Queens Was The Birthplace Of The United Nations


The United Nations met in Flushing Meadows from 1946-56.

By DAVID OATS

From the ashes of World War I, there rose a Phoenix of hope and international cooperation – the United Nations. For the first time, since the failed League of Nations, there would be established an instrument where nations and peoples could settle their differences in the diplomatic arena rather than on the bloody fields of battle.

Herein follows a brief history of how the United Nations, still the greatest hope for world peace, was founded in Flushing Meadows-Corona Park in the most ethnically diverse county in the country – Queens.

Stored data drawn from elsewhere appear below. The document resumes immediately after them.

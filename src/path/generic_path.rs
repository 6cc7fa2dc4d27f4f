use super::Cost;

use std::sync::Arc;

/// A Path through a Room, together with its total Cost.
///
/// Cloning and reversing a Path is cheap, since the steps are shared between all copies.
#[derive(Debug, Clone, PartialEq)]
pub struct Path<P> {
    path: Arc<[P]>,
    cost: Cost,
    is_reversed: bool,
}

impl<P> Path<P> {
    /// Creates a Path from its steps and total Cost
    pub fn new(path: Vec<P>, cost: Cost) -> Path<P> {
        Path {
            path: path.into(),
            cost,
            is_reversed: false,
        }
    }

    /// The total Cost of the Path
    pub fn cost(&self) -> Cost {
        self.cost
    }

    /// The number of steps in the Path, including the start and the end
    pub fn len(&self) -> usize {
        self.path.len()
    }

    /// `true` if the Path has no steps
    pub fn is_empty(&self) -> bool {
        self.path.is_empty()
    }

    /// The same Path walked the other way round.
    ///
    /// Walkbox distances are symmetric, so the Cost stays the same.
    pub fn reversed(&self) -> Path<P> {
        Path {
            path: self.path.clone(),
            cost: self.cost,
            is_reversed: !self.is_reversed,
        }
    }

    /// Returns an Iterator over the Path
    pub fn iter(&self) -> Iter<P> {
        Iter {
            iter: self.path.iter(),
            reversed: self.is_reversed,
        }
    }

    /// Copies the steps into a Vec, in walking order
    pub fn to_vec(&self) -> Vec<P>
    where
        P: Clone,
    {
        self.iter().cloned().collect()
    }
}

use std::ops::Index;

impl<P> Index<usize> for Path<P> {
    type Output = P;
    #[track_caller]
    fn index(&self, index: usize) -> &P {
        let index = if self.is_reversed {
            self.path.len() - index - 1
        } else {
            index
        };
        &self.path[index]
    }
}

/// An Iterator over the steps of a [`Path`], in walking order
#[derive(Debug)]
pub struct Iter<'a, P> {
    iter: std::slice::Iter<'a, P>,
    reversed: bool,
}

impl<'a, P> Iterator for Iter<'a, P> {
    type Item = &'a P;
    fn next(&mut self) -> Option<Self::Item> {
        if self.reversed {
            self.iter.next_back()
        } else {
            self.iter.next()
        }
    }
    fn size_hint(&self) -> (usize, Option<usize>) {
        self.iter.size_hint()
    }
}

impl<P> DoubleEndedIterator for Iter<'_, P> {
    fn next_back(&mut self) -> Option<Self::Item> {
        if self.reversed {
            self.iter.next()
        } else {
            self.iter.next_back()
        }
    }
}
impl<P> ExactSizeIterator for Iter<'_, P> {}
impl<P> std::iter::FusedIterator for Iter<'_, P> {}

impl<'a, P> IntoIterator for &'a Path<P> {
    type Item = &'a P;
    type IntoIter = Iter<'a, P>;
    fn into_iter(self) -> Iter<'a, P> {
        self.iter()
    }
}

impl<P: PartialEq> PartialEq<Vec<P>> for Path<P> {
    fn eq(&self, rhs: &Vec<P>) -> bool {
        // we can't just use slice's eq because self might be reversed
        self.len() == rhs.len() && self.iter().zip(rhs.iter()).all(|(a, b)| a == b)
    }
}

use std::cmp::Ordering;

impl<P: PartialEq> PartialOrd for Path<P> {
    fn partial_cmp(&self, other: &Path<P>) -> Option<Ordering> {
        self.cost.partial_cmp(&other.cost)
    }
}

use std::fmt;
impl<P: fmt::Debug> fmt::Display for Path<P> {
    fn fmt(&self, fmt: &mut fmt::Formatter) -> fmt::Result {
        write!(fmt, "Path[Cost = {}]: ", self.cost)?;
        let mut steps = self.iter();
        match steps.next() {
            None => write!(fmt, "<empty>"),
            Some(first) => {
                write!(fmt, "{:?}", first)?;
                for p in steps {
                    write!(fmt, " -> {:?}", p)?;
                }
                Ok(())
            }
        }
    }
}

President Roosevelt’s dream of a “United Nations” was the first order of business of a war-weary world picking up the pieces from the greatest conflict in human history. In San Francisco on Oct. 24, 1945, the charter of this new international organization was signed by the 51 member nations. Eager to not repeat the isolationist mistake that doomed the League of Nations, President Harry S. Truman committed the American people to this peacekeeping body.

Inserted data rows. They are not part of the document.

#[cfg(test)]
mod tests {
    use super::*;
    use crate::DistanceMetric;

    fn l_room(config: PathfindingConfig) -> PathfindingContext {
        let mut room = PathfindingContext::with_config(config);
        room.add_walkbox(Walkbox::new((0, 0), (100, 20)).unwrap())
            .unwrap();
        room.add_walkbox(
            Walkbox::new((80, 0), (100, 100))
                .unwrap()
                .with_name("hallway")
                .with_scale(0.5)
                .with_speed(2.0),
        )
        .unwrap();
        room.recalculate();
        room
    }

    #[test]
    fn same_walkbox() {
        let room = l_room(PathfindingConfig::default());
        let path = room.find_path_with_cost((10, 10), (40, 10)).unwrap();
        assert_eq!(path, vec![(10, 10), (40, 10)]);
        assert_eq!(path.cost(), 30.0);
    }

    #[test]
    fn around_the_corner() {
        let room = l_room(PathfindingConfig::default());
        assert_eq!(
            room.find_path((10, 10), (90, 90)),
            vec![(10, 10), (80, 20), (90, 90)]
        );
        assert_eq!(
            room.find_path((90, 90), (10, 10)),
            vec![(90, 90), (80, 20), (10, 10)]
        );
    }

    #[test]
    fn shared_point_uses_first_walkbox() {
        let room = l_room(PathfindingConfig::default());
        // (90, 10) lies in both Walkboxes and belongs to the first one
        assert_eq!(room.find_walkbox((90, 10)), Some(WalkboxId(0)));
        let path = room.find_path((90, 10), (90, 90));
        assert_eq!(path.first(), Some(&(90, 10)));
        assert_eq!(path.last(), Some(&(90, 90)));
        assert!(path.windows(2).all(|w| room.line_of_sight(w[0], w[1])));
    }

    #[test]
    fn projected_goal() {
        let room = l_room(PathfindingConfig::default());
        assert_eq!(room.find_path((10, 10), (150, 10)), vec![(10, 10), (100, 10)]);
        assert_eq!(room.find_path((10, 10), (40, 60)), vec![(10, 10), (40, 20)]);
        // closer to the hallway than to the corridor
        assert_eq!(
            room.find_path((10, 10), (70, 90)),
            vec![(10, 10), (80, 20), (80, 90)]
        );
    }

    #[test]
    fn no_walkboxes() {
        let room = PathfindingContext::new();
        assert!(room.find_path_with_cost((0, 0), (10, 10)).is_none());
        assert!(room.find_path((0, 0), (10, 10)).is_empty());
    }

    #[test]
    fn start_outside() {
        let room = l_room(PathfindingConfig::default());
        assert!(room.find_path((50, 60), (90, 90)).is_empty());
    }

    #[test]
    fn unsmoothed() {
        let room = l_room(PathfindingConfig {
            smooth_paths: false,
            ..Default::default()
        });
        let path = room.find_path_with_cost((10, 10), (90, 90)).unwrap();
        assert_eq!(path, vec![(10, 10), (80, 20), (90, 90)]);
    }

    #[test]
    fn legacy_metric() {
        let room = l_room(PathfindingConfig::LEGACY);
        assert_eq!(room.config().distance, DistanceMetric::HorizontalOnly);

        let path = room.find_path_with_cost((10, 10), (90, 90)).unwrap();
        assert_eq!(path.iter().next(), Some(&(10, 10)));
        assert_eq!(path.iter().last(), Some(&(90, 90)));
        // vertical movement is free
        assert_eq!(path.cost(), 80.0);
    }

    #[test]
    fn enable_and_disable() {
        let mut room = l_room(PathfindingConfig::default());
        let portals = room.portals().len();
        assert!(portals > 0);

        let id = room.disable_walkbox("Hallway").unwrap();
        assert!(room.walkbox(id).is_disabled());
        assert!(room.portals().is_empty());
        assert_eq!(room.find_walkbox((90, 90)), None);

        assert_eq!(room.enable_walkbox("hallway"), Ok(id));
        assert_eq!(room.portals().len(), portals);

        assert_eq!(
            room.disable_walkbox("door"),
            Err(WalkboxError::UnknownWalkbox("door".into()))
        );
        assert_eq!(room.portals().len(), portals);
    }

    #[test]
    fn goals_in_disabled_walkboxes() {
        let mut room = l_room(PathfindingConfig::default());
        room.disable_walkbox("hallway").unwrap();

        // the closed off hallway is not projected into the corridor
        assert_eq!(room.closest_boundary_point((90, 90)), Some((90, 90)));
        assert!(room.find_path((10, 10), (90, 90)).is_empty());
        assert!(room.find_path_with_cost((10, 10), (90, 90)).is_none());

        // outside of everything, but closest to the hallway
        assert_eq!(room.closest_boundary_point((150, 90)), Some((100, 90)));
        assert!(room.find_path((10, 10), (150, 90)).is_empty());

        // still projected into the corridor when it is closer
        assert_eq!(room.find_path((10, 10), (50, 40)), vec![(10, 10), (50, 20)]);

        room.enable_walkbox("hallway").unwrap();
        assert_eq!(room.find_path((10, 10), (90, 90)).last(), Some(&(90, 90)));
    }

    #[test]
    fn both_ends_unwalkable() {
        let mut room = l_room(PathfindingConfig::default());
        room.disable_walkbox("hallway").unwrap();
        assert_eq!(room.find_path((90, 50), (90, 90)), vec![(90, 50), (90, 90)]);
    }

    #[test]
    fn default_room() {
        let room = PathfindingContext::default();
        assert_eq!(room.config(), &PathfindingConfig::default());
        assert!(room.walkboxes().is_empty());
        assert!(room.portals().is_empty());
    }

    #[test]
    fn add_without_recalculate() {
        let mut room = l_room(PathfindingConfig::default());
        let portals = room.portals().to_vec();
        room.add_walkbox(Walkbox::new((0, 15), (20, 60)).unwrap())
            .unwrap();
        assert_eq!(room.portals(), &portals[..]);

        room.recalculate();
        assert!(room.portals().len() > portals.len());
    }

    #[test]
    fn multipliers() {
        let room = l_room(PathfindingConfig::default());
        assert_eq!(room.scale_at((90, 90)), 0.5);
        assert_eq!(room.speed_at((90, 90)), 2.0);
        assert_eq!(room.scale_at((10, 10)), 1.0);
        assert_eq!(room.speed_at((-5, -5)), 1.0);
    }

    #[test]
    fn thread_safe() {
        fn assert_send_sync<T: Send + Sync>() {}
        assert_send_sync::<PathfindingContext>();
    }

    #[test]
    fn duplicate_names() {
        let mut room = l_room(PathfindingConfig::default());
        let err = room
            .add_walkbox(Walkbox::new((0, 0), (5, 5)).unwrap().with_name("HALLWAY"))
            .unwrap_err();
        assert_eq!(err, WalkboxError::DuplicateName("HALLWAY".into()));
        assert_eq!(room.walkboxes().len(), 2);
    }
}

The infant United Nations needed a home and the U.S., now at the pinnacle of world power, was selected as the host country. San Francisco and Philadelphia made strong bids to become the site of the U.N. and so Mayor William O’Dwyer formed a committee of 12 prominent New Yorkers to prepare a proposal that would insure the selection of New York City as permanent headquarters of the world organization.

Robert Moses was named chairman of this committee, which included such notables as Nelson A. Rockefeller, Former Roosevelt advisor and postmaster-general James Farley, N.Y., Times publisher Arthur Hays Sulzberger and former Fair president Grover Whalen. After extensive-research and planning, the panel issued a report contained in an impressive book with sketches and designs for a magnificent World Capitol, which the city would provide to the United Nations. The site they chose was Flushing Meadow.

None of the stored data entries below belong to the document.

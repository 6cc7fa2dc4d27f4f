#![warn(
    missing_docs,
    missing_debug_implementations,
    missing_copy_implementations,
    trivial_casts,
    trivial_numeric_casts,
    unsafe_code,
    unstable_features,
    unused_import_braces,
    unused_qualifications
)]

//! A crate to find Walking Paths across the Walkboxes of a Room.
//!
//! ## Introduction
//! Point-and-click adventures describe the walkable floor of a Room as a set of axis-aligned
//! Rectangles, usually called Walkboxes. Every Walkbox is convex, so two Points inside the same
//! Walkbox can always be connected by a straight line. Getting from one Walkbox to another is
//! where Pathfinding comes in.
//!
//! This crate treats the Places where two Walkboxes overlap as Portals: every overlap contributes
//! the Corners (and optionally the Edge Midpoints) of the intersection Rectangle as Nodes of a
//! small Graph. Two Nodes are connected if they lie on a common Walkbox. Finding a Path is then
//! a matter of inserting the Start and Goal into that Graph, running A* over it and finally
//! removing any Waypoints that can be skipped because there is a direct line of sight.
//!
//! Since Rooms rarely have more than a few dozen Walkboxes, the Portal Graph is rebuilt from
//! scratch whenever the Walkboxes change instead of being updated incrementally.
//!
//! ## Examples
//! Creating a Room and finding a Path:
//! ```
//! use walkbox_pathfinding::prelude::*;
//!
//! let mut room = PathfindingContext::new();
//!
//! // a corridor along the top and a hallway leading down on its right side
//! room.add_walkbox(Walkbox::new((0, 0), (100, 20))?)?;
//! room.add_walkbox(Walkbox::new((80, 0), (100, 100))?.with_name("hallway"))?;
//!
//! // adding Walkboxes does not rebuild the Graph on its own
//! room.recalculate();
//!
//! let path = room.find_path((10, 10), (90, 90));
//! assert_eq!(path, vec![(10, 10), (80, 20), (90, 90)]);
//! # Ok::<(), WalkboxError>(())
//! ```
//!
//! Goals outside of every Walkbox are moved to the closest Point of a Walkbox first:
//! ```
//! # use walkbox_pathfinding::prelude::*;
//! # let mut room = PathfindingContext::new();
//! # room.add_walkbox(Walkbox::new((0, 0), (100, 20))?)?;
//! # room.add_walkbox(Walkbox::new((80, 0), (100, 100))?.with_name("hallway"))?;
//! # room.recalculate();
//! let path = room.find_path((10, 10), (150, 10));
//! assert_eq!(path, vec![(10, 10), (100, 10)]);
//! # Ok::<(), WalkboxError>(())
//! ```
//!
//! ### Enabling and disabling Walkboxes
//! Named Walkboxes can be switched on and off at runtime, for example when a Door closes.
//! Doing so rebuilds the Graph immediately:
//! ```
//! # use walkbox_pathfinding::prelude::*;
//! # let mut room = PathfindingContext::new();
//! # room.add_walkbox(Walkbox::new((0, 0), (100, 20))?)?;
//! # room.add_walkbox(Walkbox::new((80, 0), (100, 100))?.with_name("hallway"))?;
//! # room.recalculate();
//! room.disable_walkbox("hallway")?;
//! assert!(room.find_path((10, 10), (90, 90)).is_empty()); // the hallway is closed off
//!
//! room.enable_walkbox("HALLWAY")?; // names are case-insensitive
//! assert_eq!(room.find_path((10, 10), (90, 90)).last(), Some(&(90, 90)));
//!
//! assert!(room.enable_walkbox("door").is_err());
//! # Ok::<(), WalkboxError>(())
//! ```
//!
//! ### Configuration
//! [`PathfindingContext::with_config`] accepts a [`PathfindingConfig`] to control how Distances
//! are measured, how many Portal Nodes are generated and whether Paths are smoothed.
//! ```
//! use walkbox_pathfinding::prelude::*;
//!
//! let room = PathfindingContext::with_config(PathfindingConfig {
//!     smooth_paths: false,
//!     ..PathfindingConfig::LEGACY
//! });
//!
//! assert_eq!(room.config().distance, DistanceMetric::HorizontalOnly);
//! ```

/// A shorthand for Points in Room space, measured in Pixels
pub type Point = (i32, i32);

mod utils;

mod error;
pub use self::error::WalkboxError;

mod config;
pub use self::config::{DistanceMetric, PathfindingConfig};

mod walkbox;
pub use self::walkbox::{Walkbox, WalkboxDef, WalkboxId};

mod registry;
pub use self::registry::WalkboxRegistry;

mod graph;
pub use self::graph::PortalNode;

mod path;
pub use self::path::{Cost, Path};

mod smoothing;

mod context;
pub use self::context::PathfindingContext;

mod tracker;
pub use self::tracker::{WalkboxChange, WalkboxTracker};

/// The prelude for this crate.
pub mod prelude {
    pub use crate::{
        DistanceMetric, PathfindingConfig, PathfindingContext, Point, Walkbox, WalkboxDef,
        WalkboxError, WalkboxId, WalkboxTracker,
    };
}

“I believe that we have in Flushing Meadow Park in Queens a very accessible site in every way suited to the present and future requirements of the United Nations for working space for the World Capitol in surroundings which insure protection from all unfavorable influences,” Mayor O’Dwyer stated in his introduction to the report.

The proposal offered to donate most of the central body of the park for U.N. use and future expansion. Architects’ renderings detailed huge structures for the various agencies of the organization surrounded by lagoons and amphitheaters. A residence for the Secretary General would be located on the site. “I urge that those officials of the United Nations charged with the final responsibility for selecting the permanent site of the World Capitol give full and serious consideration to Flushing Meadow Park. If they do, I believe that they will find nothing else comparable to it.” O’Dwyer said.

On the strength of that proposal, New York City was chosen as the home for the World Capitol by Secretary General Trygve Lie and the U.N. However, the donation by the Rockefeller family of over $8 million for the purchase of a property in the Turtle Bay section of Manhattan along First Avenue by the East River made that the permanent location. A maze of slaughterhouses and slum dwellings, the Manhattan site would be reclaimed in a mini-version of the dump to glory sage of Flushing Meadows. The architect who would design the permanent glass tower for the U.N. was Wallace K. Harrison – the man who had designed the Trylon and Perisphere a decade before.

Until the new structure was built, however, the United Nations world has to meet the challenge of keeping the peace in a fragile world. They would need a meeting place and they selected the New York City building in the park as that place. The world had returned to Flushing Meadows.

The ice rink was covered over and replaced by the seats of the delegates of the countries that made up the U.N. Among those delegates were Adlai Stevenson, Dag Hammerskjold, Golda Meir, Andrei Gromyko and Eleanor Roosevelt who saw her late husband’s dream of a world peacekeeping organization come true at the very site in which he had envisioned it eight years before when FDR first visited the fairgrounds.

On the 23rd of October, Trygve Lie convened the first session of the General Assembly in the New York City Building. Robert Moses and Mayor Vincent Impelliteri handed over the keys of the building to the U.N.

President Truman came to deliver the opening address. “All nations large and small are represented here,” the President stated. “This Assembly is the world’s supreme deliberative body. The highest obligation of this assembly is to speak for all mankind in such a way as to promote the unity of all members in behalf of a peace that will be lasting because it is founded upon justice. It must be everlasting,” said Truman and he quoted the scriptures. “Swords shall be beaten into ploughshares, and nations shall not learn war anymore.